Republicans hold a 32-17 advantage in the nonpartisan Legislature, and Wishart is comfortable with that.
“I like being surrounded by people who think differently,” she said. “I like to be challenged.
“We’re actually 49 free agents,” she noted. “We rely on relationships.”
Wishart introduced a bill (LB474) this year that provides a regulatory framework to establish access to cannabis for medical purposes, and she has designated it as her priority bill.
While Wishart says she’s “a little shy of the spotlight,” it has spun her way with the light shining even brighter after Gov. Pete Ricketts unloaded on any efforts to legalize marijuana.
“If you legalize marijuana, you’re gonna kill your kids,” the governor stated in a flash-bang moment that attracted national attention.
The governor’s comments came during a news conference addressing the medical marijuana legislation, along with a looming petition drive to seek a vote of the people on the broader question of legalizing the sale of marijuana in the state next year.
“I don’t want this to be a personal issue against the governor,” Wishart said during an interview in her office at the Capitol. “There are many things where I agree with him.
“We are all allowed to have differing opinions, but we all work off the same set of facts,” she said.

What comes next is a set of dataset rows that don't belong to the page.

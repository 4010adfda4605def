//! Job ledger: durable record of every job, its status and progress.
//!
//! Every mutation after enqueue is a conditional write. Writes issued on
//! behalf of a worker only apply while that worker still holds the lease
//! (`status = processing AND claimed_by = worker`); otherwise they are
//! rejected with [`LedgerError::LeaseLost`].

use std::collections::HashMap;
use std::sync::{Arc, PoisonError, RwLock};
use std::time::Duration;

use chrono::{DateTime, Utc};

use bulklabel_core::{Fingerprint, JobId, OwnerRef, ResultRef, WorkerId};

use super::analysis::{AnalysisResult, ItemLabel};
use super::types::{Checkpoint, Job, JobError, JobStatus};

/// Outcome of [`JobLedger::enqueue_unique`].
#[derive(Debug, Clone, Copy, PartialEq, Eq)]
pub enum EnqueueOutcome {
    /// A new job row was written.
    Created(JobId),
    /// A non-terminal job with the same fingerprint already existed.
    Existing(JobId),
}

impl EnqueueOutcome {
    pub fn job_id(&self) -> JobId {
        match self {
            EnqueueOutcome::Created(id) | EnqueueOutcome::Existing(id) => *id,
        }
    }
}

/// One classified batch, written atomically together with the lease renewal.
#[derive(Debug, Clone, PartialEq)]
pub struct BatchRecord {
    pub items: Vec<ItemLabel>,
    pub checkpoint: Checkpoint,
    /// Current best total; the ledger never lets it drop below `processed_count`.
    pub total_count: u64,
}

/// Job ledger abstraction.
pub trait JobLedger: Send + Sync {
    /// Insert `job` unless a queued/processing job with the same fingerprint exists.
    /// Atomic with respect to concurrent callers.
    fn enqueue_unique(&self, job: Job) -> Result<EnqueueOutcome, LedgerError>;

    fn get(&self, job_id: JobId) -> Result<Option<Job>, LedgerError>;

    /// The non-terminal job for `fingerprint`, if any.
    fn find_in_flight(&self, fingerprint: &Fingerprint) -> Result<Option<Job>, LedgerError>;

    /// Number of queued/processing jobs owned by `owner`.
    fn count_active_for_owner(&self, owner: &OwnerRef) -> Result<u64, LedgerError>;

    /// Atomically move the oldest queued job to processing for `worker`.
    /// No two workers ever receive the same job.
    fn claim_next(&self, worker: &WorkerId) -> Result<Option<Job>, LedgerError>;

    /// Refine `total_count`; also renews the lease.
    fn update_total(
        &self,
        job_id: JobId,
        worker: &WorkerId,
        total_count: u64,
    ) -> Result<(), LedgerError>;

    /// Append item labels, bump progress, move the checkpoint and renew the lease.
    fn record_batch(
        &self,
        job_id: JobId,
        worker: &WorkerId,
        batch: BatchRecord,
    ) -> Result<(), LedgerError>;

    /// All item labels recorded for `job_id`, in classification order.
    fn load_items(&self, job_id: JobId) -> Result<Vec<ItemLabel>, LedgerError>;

    /// Store the result payload and mark the job completed, atomically.
    /// The job's recorded item labels are dropped in the same write.
    fn complete(
        &self,
        job_id: JobId,
        worker: &WorkerId,
        result: &AnalysisResult,
    ) -> Result<ResultRef, LedgerError>;

    /// Mark the job failed with `error`.
    fn fail(&self, job_id: JobId, worker: &WorkerId, error: JobError) -> Result<(), LedgerError>;

    /// Cancel a queued or processing job. Returns the cancelled job.
    fn cancel(&self, job_id: JobId) -> Result<Job, LedgerError>;

    /// Requeue processing jobs whose lease was last renewed before `now - lease_timeout`.
    fn requeue_stale(
        &self,
        lease_timeout: Duration,
        now: DateTime<Utc>,
    ) -> Result<Vec<JobId>, LedgerError>;

    fn load_result(&self, result_ref: ResultRef) -> Result<Option<AnalysisResult>, LedgerError>;

    fn stats(&self) -> Result<JobStats, LedgerError>;
}

/// Job ledger error.
#[derive(Debug, Clone, thiserror::Error)]
pub enum LedgerError {
    #[error("job not found: {0}")]
    NotFound(JobId),
    /// The conditional write found the job no longer leased to this worker.
    #[error("lease lost on job {0}")]
    LeaseLost(JobId),
    #[error("job {job_id} is already {status}")]
    AlreadyTerminal { job_id: JobId, status: JobStatus },
    #[error("job already exists: {0}")]
    AlreadyExists(JobId),
    #[error("storage error: {0}")]
    Storage(String),
}

impl<T> From<PoisonError<T>> for LedgerError {
    fn from(_: PoisonError<T>) -> Self {
        LedgerError::Storage("ledger lock poisoned".to_string())
    }
}

/// Job counts per status.
#[derive(Debug, Clone, Default, PartialEq, Eq, serde::Serialize)]
pub struct JobStats {
    pub queued: u64,
    pub processing: u64,
    pub completed: u64,
    pub failed: u64,
    pub cancelled: u64,
}

impl JobStats {
    pub fn count(&mut self, status: JobStatus, n: u64) {
        match status {
            JobStatus::Queued => self.queued += n,
            JobStatus::Processing => self.processing += n,
            JobStatus::Completed => self.completed += n,
            JobStatus::Failed => self.failed += n,
            JobStatus::Cancelled => self.cancelled += n,
        }
    }

    pub fn active(&self) -> u64 {
        self.queued + self.processing
    }
}

#[derive(Debug, Default)]
struct LedgerState {
    jobs: HashMap<JobId, Job>,
    items: HashMap<JobId, Vec<ItemLabel>>,
    results: HashMap<ResultRef, AnalysisResult>,
}

impl LedgerState {
    fn leased_mut(&mut self, job_id: JobId, worker: &WorkerId) -> Result<&mut Job, LedgerError> {
        match self.jobs.get_mut(&job_id) {
            Some(job) if job.is_held_by(worker) => Ok(job),
            Some(_) => Err(LedgerError::LeaseLost(job_id)),
            None => Err(LedgerError::NotFound(job_id)),
        }
    }
}

/// In-memory job ledger for tests/dev. One lock guards jobs, items and
/// results so each operation is atomic.
#[derive(Debug, Default)]
pub struct InMemoryJobLedger {
    state: RwLock<LedgerState>,
}

impl InMemoryJobLedger {
    pub fn new() -> Self {
        Self::default()
    }

    pub fn arc() -> Arc<Self> {
        Arc::new(Self::new())
    }
}

impl JobLedger for InMemoryJobLedger {
    fn enqueue_unique(&self, job: Job) -> Result<EnqueueOutcome, LedgerError> {
        let mut state = self.state.write()?;
        if state.jobs.contains_key(&job.id) {
            return Err(LedgerError::AlreadyExists(job.id));
        }
        if let Some(existing) = state
            .jobs
            .values()
            .find(|j| !j.status.is_terminal() && j.fingerprint == job.fingerprint)
        {
            return Ok(EnqueueOutcome::Existing(existing.id));
        }
        let id = job.id;
        state.jobs.insert(id, job);
        Ok(EnqueueOutcome::Created(id))
    }

    fn get(&self, job_id: JobId) -> Result<Option<Job>, LedgerError> {
        Ok(self.state.read()?.jobs.get(&job_id).cloned())
    }

    fn find_in_flight(&self, fingerprint: &Fingerprint) -> Result<Option<Job>, LedgerError> {
        let state = self.state.read()?;
        Ok(state
            .jobs
            .values()
            .find(|j| !j.status.is_terminal() && &j.fingerprint == fingerprint)
            .cloned())
    }

    fn count_active_for_owner(&self, owner: &OwnerRef) -> Result<u64, LedgerError> {
        let state = self.state.read()?;
        Ok(state
            .jobs
            .values()
            .filter(|j| !j.status.is_terminal() && &j.owner_ref == owner)
            .count() as u64)
    }

    fn claim_next(&self, worker: &WorkerId) -> Result<Option<Job>, LedgerError> {
        let mut state = self.state.write()?;
        let now = Utc::now();

        // Oldest queued job first (FIFO); id breaks created_at ties.
        let next = state
            .jobs
            .values()
            .filter(|j| j.status == JobStatus::Queued)
            .min_by_key(|j| (j.created_at, j.id))
            .map(|j| j.id);

        let Some(job_id) = next else {
            return Ok(None);
        };
        let Some(job) = state.jobs.get_mut(&job_id) else {
            return Ok(None);
        };
        job.mark_processing(worker.clone(), now)
            .map_err(|e| LedgerError::Storage(e.to_string()))?;
        Ok(Some(job.clone()))
    }

    fn update_total(
        &self,
        job_id: JobId,
        worker: &WorkerId,
        total_count: u64,
    ) -> Result<(), LedgerError> {
        let mut state = self.state.write()?;
        let job = state.leased_mut(job_id, worker)?;
        let now = Utc::now();
        job.set_total(total_count);
        job.claimed_at = Some(now);
        job.updated_at = now;
        Ok(())
    }

    fn record_batch(
        &self,
        job_id: JobId,
        worker: &WorkerId,
        batch: BatchRecord,
    ) -> Result<(), LedgerError> {
        let mut state = self.state.write()?;
        let job = state.leased_mut(job_id, worker)?;
        job.record_batch(
            batch.items.len() as u64,
            batch.total_count,
            batch.checkpoint,
            Utc::now(),
        );
        state.items.entry(job_id).or_default().extend(batch.items);
        Ok(())
    }

    fn load_items(&self, job_id: JobId) -> Result<Vec<ItemLabel>, LedgerError> {
        let state = self.state.read()?;
        Ok(state.items.get(&job_id).cloned().unwrap_or_default())
    }

    fn complete(
        &self,
        job_id: JobId,
        worker: &WorkerId,
        result: &AnalysisResult,
    ) -> Result<ResultRef, LedgerError> {
        let mut state = self.state.write()?;
        let result_ref = ResultRef::new();
        let job = state.leased_mut(job_id, worker)?;
        job.mark_completed(result_ref, Utc::now())
            .map_err(|e| LedgerError::Storage(e.to_string()))?;
        state.results.insert(result_ref, result.clone());
        state.items.remove(&job_id);
        Ok(result_ref)
    }

    fn fail(&self, job_id: JobId, worker: &WorkerId, error: JobError) -> Result<(), LedgerError> {
        let mut state = self.state.write()?;
        let job = state.leased_mut(job_id, worker)?;
        job.mark_failed(error, Utc::now())
            .map_err(|e| LedgerError::Storage(e.to_string()))
    }

    fn cancel(&self, job_id: JobId) -> Result<Job, LedgerError> {
        let mut state = self.state.write()?;
        let job = state
            .jobs
            .get_mut(&job_id)
            .ok_or(LedgerError::NotFound(job_id))?;
        if job.status.is_terminal() {
            return Err(LedgerError::AlreadyTerminal {
                job_id,
                status: job.status,
            });
        }
        job.mark_cancelled(Utc::now())
            .map_err(|e| LedgerError::Storage(e.to_string()))?;
        Ok(job.clone())
    }

    fn requeue_stale(
        &self,
        lease_timeout: Duration,
        now: DateTime<Utc>,
    ) -> Result<Vec<JobId>, LedgerError> {
        let cutoff = now - chrono::Duration::from_std(lease_timeout).unwrap_or_default();
        let mut state = self.state.write()?;
        let mut requeued = Vec::new();
        for job in state.jobs.values_mut() {
            if job.lease_expired(cutoff) {
                job.requeue(now)
                    .map_err(|e| LedgerError::Storage(e.to_string()))?;
                requeued.push(job.id);
            }
        }
        requeued.sort();
        Ok(requeued)
    }

    fn load_result(&self, result_ref: ResultRef) -> Result<Option<AnalysisResult>, LedgerError> {
        Ok(self.state.read()?.results.get(&result_ref).cloned())
    }

    fn stats(&self) -> Result<JobStats, LedgerError> {
        let state = self.state.read()?;
        let mut stats = JobStats::default();
        for job in state.jobs.values() {
            stats.count(job.status, 1);
        }
        Ok(stats)
    }
}

impl<T: JobLedger + ?Sized> JobLedger for Arc<T> {
    fn enqueue_unique(&self, job: Job) -> Result<EnqueueOutcome, LedgerError> {
        (**self).enqueue_unique(job)
    }

    fn get(&self, job_id: JobId) -> Result<Option<Job>, LedgerError> {
        (**self).get(job_id)
    }

    fn find_in_flight(&self, fingerprint: &Fingerprint) -> Result<Option<Job>, LedgerError> {
        (**self).find_in_flight(fingerprint)
    }

    fn count_active_for_owner(&self, owner: &OwnerRef) -> Result<u64, LedgerError> {
        (**self).count_active_for_owner(owner)
    }

    fn claim_next(&self, worker: &WorkerId) -> Result<Option<Job>, LedgerError> {
        (**self).claim_next(worker)
    }

    fn update_total(
        &self,
        job_id: JobId,
        worker: &WorkerId,
        total_count: u64,
    ) -> Result<(), LedgerError> {
        (**self).update_total(job_id, worker, total_count)
    }

    fn record_batch(
        &self,
        job_id: JobId,
        worker: &WorkerId,
        batch: BatchRecord,
    ) -> Result<(), LedgerError> {
        (**self).record_batch(job_id, worker, batch)
    }

    fn load_items(&self, job_id: JobId) -> Result<Vec<ItemLabel>, LedgerError> {
        (**self).load_items(job_id)
    }

    fn complete(
        &self,
        job_id: JobId,
        worker: &WorkerId,
        result: &AnalysisResult,
    ) -> Result<ResultRef, LedgerError> {
        (**self).complete(job_id, worker, result)
    }

    fn fail(&self, job_id: JobId, worker: &WorkerId, error: JobError) -> Result<(), LedgerError> {
        (**self).fail(job_id, worker, error)
    }

    fn cancel(&self, job_id: JobId) -> Result<Job, LedgerError> {
        (**self).cancel(job_id)
    }

    fn requeue_stale(
        &self,
        lease_timeout: Duration,
        now: DateTime<Utc>,
    ) -> Result<Vec<JobId>, LedgerError> {
        (**self).requeue_stale(lease_timeout, now)
    }

    fn load_result(&self, result_ref: ResultRef) -> Result<Option<AnalysisResult>, LedgerError> {
        (**self).load_result(result_ref)
    }

    fn stats(&self) -> Result<JobStats, LedgerError> {
        (**self).stats()
    }
}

“And even if you are against this issue, it’s coming.”
It seems clear that “the tide is moving in and we can’t stick our heads in the sand and not prepare ourselves,” she said.
Wishart, who is married to a former Lincoln Police officer, said she wants Nebraska to have “a safe, regulated system that incentivizes people to work with their health care provider to determine when cannabis may be the right decision” for medical purposes.
When she traveled the state seeking signatures for the 2020 petition drive to place that issue on the ballot, Wishart said, “I never heard a negative word.”
Rather, she said, “I was hard-pressed not to find some person who hadn’t benefited from it. So many stories.”
Wishart was reelected in 2020 to serve another four years representing western Lincoln’s District 27, winning every precinct, and she has resumed her work as an experienced member of the Appropriations Committee.
While marijuana has put her in the spotlight, there is much more that she would like to achieve during her second and final term in the Legislature, Wishart said, including addressing one of the state’s biggest challenges.
“I want to change the outmigration of young people, young families” from Nebraska, she said, recognizing that loss of talent threatens to limit the state’s future.
One of the clear lessons of the COVID-19 pandemic has been the realization that most people have “the ability to work remotely,” Wishart said, and she argues that doing so while living in Nebraska could have cost-of-living advantages, some infrastructure pluses and the accompanying benefit of “schools that are phenomenal.”
Opportunities are abundant and within easy reach, she said.
Nebraska needs to make efforts to “ensure that we have a state where young people want to stay and grow,” Wishart said.
Medical marijuana has emerged as a high-profile issue in Nebraska since former Sen. Tommy Garrett of Bellevue first carried the banner in the Legislature six years ago, arguing that “it’s a compassion issue.”
Last year, nearly 200,000 Nebraskans signed petitions to place the issue on the 2020 general election ballot for a decision by the people, but it was bumped off the ballot by a Nebraska Supreme Court decision on technical grounds.